If anyone suggests to you that social media lay the yellow-brick road to huge fundraising or provide the silver bullet to finish off negative responses to your company, just smile sweetly and back away. Like any power tool, social-media platforms offer opportunities to do fine work to reach out to new customers, and they offer the chance to do serious damage to your organization in a stunningly brief period of time.
The most recent victim of a social media/PR blitz that went awry is the McDonalds‘ corporation, who wanted to put a human face – one interested in good food – on its restaurant chain.
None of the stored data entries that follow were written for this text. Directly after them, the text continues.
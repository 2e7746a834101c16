use std::time::Duration;

/// The repeating tick timer, owned by the host. The engine only arms and
/// cancels it; firing a tick means the host calls [`crate::Engine::tick`].
pub trait Scheduler {
    /// Arm the repeating tick, replacing any previous schedule.
    fn start(&mut self, interval: Duration);

    /// Cancel the repeating tick. Idempotent.
    fn cancel(&mut self);

    fn is_active(&self) -> bool;
}

/// Scheduler that records state and lets the host fire ticks itself. Used by
/// tests and by the headless CLI, which paces ticks with a sleep.
#[derive(Debug, Default)]
pub struct ManualScheduler {
    interval: Option<Duration>,
    starts: u32,
}

impl ManualScheduler {
    pub fn new() -> Self {
        Self::default()
    }

    pub fn interval(&self) -> Option<Duration> {
        self.interval
    }

    /// How many times the schedule was (re)armed; restarts bump this.
    pub fn times_started(&self) -> u32 {
        self.starts
    }
}

impl Scheduler for ManualScheduler {
    fn start(&mut self, interval: Duration) {
        self.interval = Some(interval);
        self.starts += 1;
    }

    fn cancel(&mut self) {
        self.interval = None;
    }

    fn is_active(&self) -> bool {
        self.interval.is_some()
    }
}

#[cfg(test)]
mod tests {
    use super::*;

    #[test]
    fn start_replaces_and_counts() {
        let mut s = ManualScheduler::new();
        assert!(!s.is_active());
        s.start(Duration::from_millis(100));
        s.start(Duration::from_millis(50));
        assert_eq!(s.interval(), Some(Duration::from_millis(50)));
        assert_eq!(s.times_started(), 2);
    }

    #[test]
    fn cancel_is_idempotent() {
        let mut s = ManualScheduler::new();
        s.start(Duration::from_millis(100));
        s.cancel();
        s.cancel();
        assert!(!s.is_active());
    }
}
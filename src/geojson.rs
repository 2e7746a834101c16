use crate::error::{QuakeError, QuakeResult};

/// Decoded feed payload, before indexing. Fields the validation step needs to
/// report as missing (rather than fail deserialization on) are optional here.
#[derive(Clone, Debug, serde::Serialize, serde::Deserialize)]
pub struct FeatureCollection {
    #[serde(rename = "type", default)]
    pub kind: Option<String>,
    #[serde(default)]
    pub metadata: Option<Metadata>,
    #[serde(default)]
    pub features: Option<Vec<Feature>>,
}

#[derive(Clone, Debug, Default, serde::Serialize, serde::Deserialize)]
pub struct Metadata {
    #[serde(default)]
    pub count: Option<u64>,
    /// EMSC supplies the total under a different name.
    #[serde(rename = "totalCount", default)]
    pub total_count: Option<u64>,
    /// Feed generation timestamp, epoch ms.
    #[serde(default)]
    pub generated: Option<i64>,
    #[serde(default)]
    pub url: Option<String>,
    #[serde(default)]
    pub title: Option<String>,
}

impl Metadata {
    /// Declared record count, normalized across feed dialects.
    pub fn declared_count(&self) -> Option<u64> {
        self.total_count.or(self.count)
    }
}

#[derive(Clone, Debug, serde::Serialize, serde::Deserialize)]
pub struct Feature {
    #[serde(rename = "type", default)]
    pub kind: Option<String>,
    #[serde(default)]
    pub id: Option<String>,
    pub geometry: Geometry,
    pub properties: Properties,
}

#[derive(Clone, Debug, serde::Serialize, serde::Deserialize)]
pub struct Geometry {
    #[serde(rename = "type", default)]
    pub kind: Option<String>,
    /// `[lon, lat]` or `[lon, lat, depth]`.
    pub coordinates: Vec<f64>,
}

#[derive(Clone, Debug, serde::Serialize, serde::Deserialize)]
pub struct Properties {
    pub time: TimeValue,
    pub mag: f64,
    #[serde(default)]
    pub place: Option<String>,
}

/// USGS gives epoch milliseconds; EMSC gives ISO-8601 strings like
/// `2019-07-14T07:26:35.0Z`. Both normalize to epoch ms before indexing.
#[derive(Clone, Debug, serde::Serialize, serde::Deserialize)]
#[serde(untagged)]
pub enum TimeValue {
    EpochMs(i64),
    Iso(String),
}

impl TimeValue {
    pub fn to_epoch_ms(&self) -> QuakeResult<i64> {
        match self {
            Self::EpochMs(ms) => Ok(*ms),
            Self::Iso(s) => chrono::DateTime::parse_from_rfc3339(s)
                .map(|d| d.timestamp_millis())
                .map_err(|e| QuakeError::ingest(format!("failed to parse time '{s}': {e}"))),
        }
    }
}

/// Decode feed text. A parse failure reports the same way as a failed fetch.
pub fn parse_feature_collection(text: &str) -> QuakeResult<FeatureCollection> {
    serde_json::from_str(text)
        .map_err(|e| QuakeError::serde(format!("data does not appear to be valid: {e}")))
}

#[cfg(test)]
mod tests {
    use super::*;

    #[test]
    fn parses_usgs_shape() {
        let text = r#"{
            "type": "FeatureCollection",
            "metadata": {"generated": 1000, "count": 1, "url": "https://example/2.5_week.geojson"},
            "features": [{
                "type": "Feature",
                "id": "ci12345",
                "geometry": {"type": "Point", "coordinates": [-117.6, 35.77, 8.2]},
                "properties": {"time": 1562800000000, "mag": 4.5, "place": "Ridgecrest"}
            }]
        }"#;
        let fc = parse_feature_collection(text).unwrap();
        assert_eq!(fc.kind.as_deref(), Some("FeatureCollection"));
        let features = fc.features.unwrap();
        assert_eq!(features.len(), 1);
        assert_eq!(features[0].properties.time.to_epoch_ms().unwrap(), 1_562_800_000_000);
        assert_eq!(features[0].geometry.coordinates[0], -117.6);
    }

    #[test]
    fn normalizes_emsc_iso_time_and_total_count() {
        let text = r#"{
            "type": "FeatureCollection",
            "metadata": {"totalCount": 2},
            "features": [{
                "geometry": {"coordinates": [25.3, 38.9]},
                "properties": {"time": "2019-07-14T07:26:35.0Z", "mag": 3.1}
            }]
        }"#;
        let fc = parse_feature_collection(text).unwrap();
        assert_eq!(fc.metadata.as_ref().unwrap().declared_count(), Some(2));
        let t = fc.features.unwrap()[0].properties.time.to_epoch_ms().unwrap();
        assert_eq!(t, 1_563_089_195_000);
    }

    #[test]
    fn bad_iso_time_is_an_ingest_error() {
        let v = TimeValue::Iso("yesterday-ish".to_string());
        assert!(matches!(v.to_epoch_ms(), Err(QuakeError::Ingest(_))));
    }

    #[test]
    fn garbage_is_a_serde_error() {
        assert!(matches!(
            parse_feature_collection("not json"),
            Err(QuakeError::Serde(_))
        ));
    }

    #[test]
    fn missing_sections_deserialize_as_none() {
        let fc = parse_feature_collection(r#"{"type": "FeatureCollection"}"#).unwrap();
        assert!(fc.metadata.is_none());
        assert!(fc.features.is_none());
    }
}
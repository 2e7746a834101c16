use chrono::{DateTime, NaiveDate, SecondsFormat, Utc};

use crate::{
    dataset::TimeWindow,
    error::{QuakeError, QuakeResult},
};

pub const USGS_QUERY_BASE: &str = "https://earthquake.usgs.gov/fdsnws/event/1/query.geojson?";
pub const EMSC_QUERY_BASE: &str =
    "https://www.seismicportal.eu/fdsnws/event/1/query?format=json&nodata=404&";

pub const MIN_RESULT_LIMIT: u32 = 1;
pub const MAX_RESULT_LIMIT: u32 = 20_000;
const MIN_MAGNITUDE_FLOOR: f64 = -2.0;
const MIN_MAGNITUDE_CEIL: f64 = 10.0;

#[derive(Clone, Copy, Debug, PartialEq, Eq)]
pub enum Catalog {
    Usgs,
    Emsc,
}

impl Catalog {
    pub fn base_url(self) -> &'static str {
        match self {
            Self::Usgs => USGS_QUERY_BASE,
            Self::Emsc => EMSC_QUERY_BASE,
        }
    }
}

/// Spatial filter for a catalog query.
#[derive(Clone, Copy, Debug, PartialEq)]
pub enum QueryBounds {
    None,
    Bbox {
        north: f64,
        south: f64,
        east: f64,
        west: f64,
    },
    RadiusKm {
        lat: f64,
        lon: f64,
        km: f64,
    },
    RadiusDeg {
        lat: f64,
        lon: f64,
        deg: f64,
    },
}

#[derive(Clone, Copy, Debug, PartialEq, Eq)]
pub enum OrderBy {
    Time,
    TimeAsc,
    Magnitude,
    MagnitudeAsc,
}

impl OrderBy {
    pub fn as_param(self) -> &'static str {
        match self {
            Self::Time => "time",
            Self::TimeAsc => "time-asc",
            Self::Magnitude => "magnitude",
            Self::MagnitudeAsc => "magnitude-asc",
        }
    }
}

/// A bounding query against an external event catalog. Validation failures
/// block the request with a message; nothing here panics.
#[derive(Clone, Debug)]
pub struct CatalogQuery {
    pub catalog: Catalog,
    pub start: DateTime<Utc>,
    pub end: DateTime<Utc>,
    pub min_magnitude: f64,
    pub max_magnitude: Option<f64>,
    pub bounds: QueryBounds,
    pub limit: u32,
    pub order: OrderBy,
}

impl CatalogQuery {
    pub fn validate(&self) -> QuakeResult<()> {
        if self.end <= self.start {
            return Err(QuakeError::query(format!(
                "end time {} not after start time {}",
                self.end.to_rfc3339(),
                self.start.to_rfc3339()
            )));
        }
        if !(MIN_MAGNITUDE_FLOOR..=MIN_MAGNITUDE_CEIL).contains(&self.min_magnitude) {
            return Err(QuakeError::query(format!(
                "invalid min mag {}",
                self.min_magnitude
            )));
        }
        if let Some(max) = self.max_magnitude {
            if max < self.min_magnitude {
                return Err(QuakeError::query(format!(
                    "invalid max mag {max} < min {}",
                    self.min_magnitude
                )));
            }
        }
        if !(MIN_RESULT_LIMIT..=MAX_RESULT_LIMIT).contains(&self.limit) {
            return Err(QuakeError::query(format!(
                "invalid limit count {}",
                self.limit
            )));
        }
        // EMSC does not support km-radius filters.
        if self.catalog == Catalog::Emsc && matches!(self.bounds, QueryBounds::RadiusKm { .. }) {
            return Err(QuakeError::query("emsc catalog does not support km radius"));
        }
        Ok(())
    }

    /// Requested window, for widening checks against the returned events.
    pub fn window(&self) -> TimeWindow {
        TimeWindow::new(self.start.timestamp_millis(), self.end.timestamp_millis())
    }

    pub fn to_url(&self) -> QuakeResult<String> {
        self.validate()?;
        let mut url = String::from(self.catalog.base_url());
        url.push_str("starttime=");
        url.push_str(&self.start.to_rfc3339_opts(SecondsFormat::Millis, true));
        url.push_str("&endtime=");
        url.push_str(&self.end.to_rfc3339_opts(SecondsFormat::Millis, true));
        url.push_str(&format!("&minmagnitude={}", self.min_magnitude));
        if let Some(max) = self.max_magnitude {
            url.push_str(&format!("&maxmagnitude={max}"));
        }
        match self.bounds {
            QueryBounds::None => {}
            QueryBounds::Bbox {
                north,
                south,
                east,
                west,
            } => {
                // a box crossing the antimeridian shifts its west edge down
                let mut min_lng = west;
                if min_lng > east {
                    min_lng -= 360.0;
                }
                url.push_str(&format!(
                    "&minlongitude={min_lng}&maxlatitude={north}&maxlongitude={east}&minlatitude={south}"
                ));
            }
            QueryBounds::RadiusKm { lat, lon, km } => {
                url.push_str(&format!("&latitude={lat}&longitude={lon}&maxradiuskm={km}"));
            }
            QueryBounds::RadiusDeg { lat, lon, deg } => {
                url.push_str(&format!("&latitude={lat}&longitude={lon}&maxradius={deg}"));
            }
        }
        url.push_str(&format!("&limit={}", self.limit));
        url.push_str(&format!("&orderby={}", self.order.as_param()));
        Ok(url)
    }
}

/// Parse a UTC instant from the forms a user types: `YYYY-MM-DD`
/// (midnight), `YYYY-MM-DDTHH:MM`, or full RFC 3339.
pub fn parse_utc_datetime(s: &str) -> QuakeResult<DateTime<Utc>> {
    if let Ok(dt) = DateTime::parse_from_rfc3339(s) {
        return Ok(dt.with_timezone(&Utc));
    }
    if let Ok(naive) = chrono::NaiveDateTime::parse_from_str(s, "%Y-%m-%dT%H:%M") {
        return Ok(naive.and_utc());
    }
    if let Some(naive) = NaiveDate::parse_from_str(s, "%Y-%m-%d")
        .ok()
        .and_then(|d| d.and_hms_opt(0, 0, 0))
    {
        return Ok(naive.and_utc());
    }
    Err(QuakeError::query(format!("failed to parse date '{s}'")))
}

#[cfg(test)]
mod tests {
    use super::*;

    fn basic_query() -> CatalogQuery {
        CatalogQuery {
            catalog: Catalog::Usgs,
            start: parse_utc_datetime("1989-10-17T23:00").unwrap(),
            end: parse_utc_datetime("1989-10-18T23:00").unwrap(),
            min_magnitude: 0.0,
            max_magnitude: None,
            bounds: QueryBounds::None,
            limit: 20_000,
            order: OrderBy::Time,
        }
    }

    #[test]
    fn url_has_expected_params() {
        let url = basic_query().to_url().unwrap();
        assert!(url.starts_with(USGS_QUERY_BASE));
        assert!(url.contains("starttime=1989-10-17T23:00:00.000Z"));
        assert!(url.contains("endtime=1989-10-18T23:00:00.000Z"));
        assert!(url.contains("&minmagnitude=0"));
        assert!(url.contains("&limit=20000"));
        assert!(url.ends_with("&orderby=time"));
    }

    #[test]
    fn bbox_crossing_antimeridian_shifts_west() {
        let mut q = basic_query();
        q.bounds = QueryBounds::Bbox {
            north: 40.0,
            south: 30.0,
            east: -170.0,
            west: 170.0,
        };
        let url = q.to_url().unwrap();
        assert!(url.contains("minlongitude=-190"));
        assert!(url.contains("maxlongitude=-170"));
    }

    #[test]
    fn limit_out_of_range_is_rejected() {
        let mut q = basic_query();
        q.limit = 0;
        assert!(q.to_url().is_err());
        q.limit = 20_001;
        assert!(q.to_url().is_err());
    }

    #[test]
    fn max_below_min_is_rejected() {
        let mut q = basic_query();
        q.min_magnitude = 4.0;
        q.max_magnitude = Some(2.0);
        assert!(matches!(q.validate(), Err(QuakeError::Query(_))));
    }

    #[test]
    fn min_mag_outside_catalog_range_is_rejected() {
        let mut q = basic_query();
        q.min_magnitude = 11.0;
        assert!(q.validate().is_err());
    }

    #[test]
    fn end_not_after_start_is_rejected() {
        let mut q = basic_query();
        q.end = q.start;
        assert!(q.validate().is_err());
    }

    #[test]
    fn emsc_rejects_km_radius() {
        let mut q = basic_query();
        q.catalog = Catalog::Emsc;
        q.bounds = QueryBounds::RadiusKm {
            lat: 35.0,
            lon: -117.0,
            km: 200.0,
        };
        assert!(q.validate().is_err());
        q.bounds = QueryBounds::RadiusDeg {
            lat: 35.0,
            lon: -117.0,
            deg: 2.0,
        };
        assert!(q.validate().is_ok());
        assert!(q.to_url().unwrap().starts_with(EMSC_QUERY_BASE));
    }

    #[test]
    fn date_forms_parse() {
        assert!(parse_utc_datetime("2019-07-04").is_ok());
        assert!(parse_utc_datetime("2019-07-04T17:33").is_ok());
        assert!(parse_utc_datetime("2019-07-04T17:33:49.000Z").is_ok());
        assert!(parse_utc_datetime("July 4th").is_err());
    }

    #[test]
    fn query_window_matches_times() {
        let q = basic_query();
        let w = q.window();
        assert_eq!(w.end_ms - w.start_ms, 86_400_000);
    }
}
But for a while, it looked like Mickey-D’s slipped terribly out of its own control.
McDonalds’ is hardly the first to suffer this problem (and it won’t be the last). We are not trying to pile on, but such examples are good teaching moments. In this case, of how advertising through controlling hashtags can open the door to unwanted feedback.
Rick Wion, McDonald’s Director of Social Media, started a campaign on Twitter to relate the experiences of farmers and ranchers who provide the foodstuffs to McDonalds. The hashmark in question was #MeetTheFarmers and 18 January was to be the day of the promotion. Early responses were favorable, if not huge. But, for reasons left unexplained, the hashtag was changed to #McDStories in the early afternoon – and all hell broke loose.
For a couple of hours on the 18th, #McDStories became the proverbial piñata by which vegans, comics, and haters of the chain for whatever reason pounded the organization (see the tweet above). Wion and his colleagues readjusted and by about 4:pm of that day the McDStories fiasco was draining away in the Tweet stream:
It would seem that the damage control was effective, and by replacing #McDStories with #meetthefarmers so quickly, the negative tweets slowed down to just a small trickle. To put this in perspective, on January 18th, there were a total of 72,788 tweets mentioning McDonald’s–Wion says the brand normally averages 25,000-30,000 mentions daily on Twitter. Just 1600 of these tweets included the #McDStories hashtag–a small drop in the daily bucket. (quote taken from Marissa McNoughton’s interview on The Real Time Report website)
The lessons taken from this brou-ha-ha have ranged from strikingly negative toward McDonalds and Mr. Wion in particular to accepting that such things can happen. McDonalds has not retreated from the field, though. The corporation began a new campaign with the bought tag #littlethings a few days later.
Certainly any social-media campaign must be planned around how to respond to negative feedback, as well as how to adjust if you want to raise the energies of the communication. In one sense, Wion and McDonalds opened themselves up for ridicule – especially given the fact that the original hashtag was drawing some response anyway. Yet, Wion and his team were listening and responded within a couple of hours of seeing their plan go awry.
As we have often discussed on this blog, social media is a communications medium, which means all sides are listening and responding. If you think you can post an idea or video and sit back and watch the world fawn before your idea, you will be in for a shock – a shock either at the silence or at the unexpected ways people will run with your idea.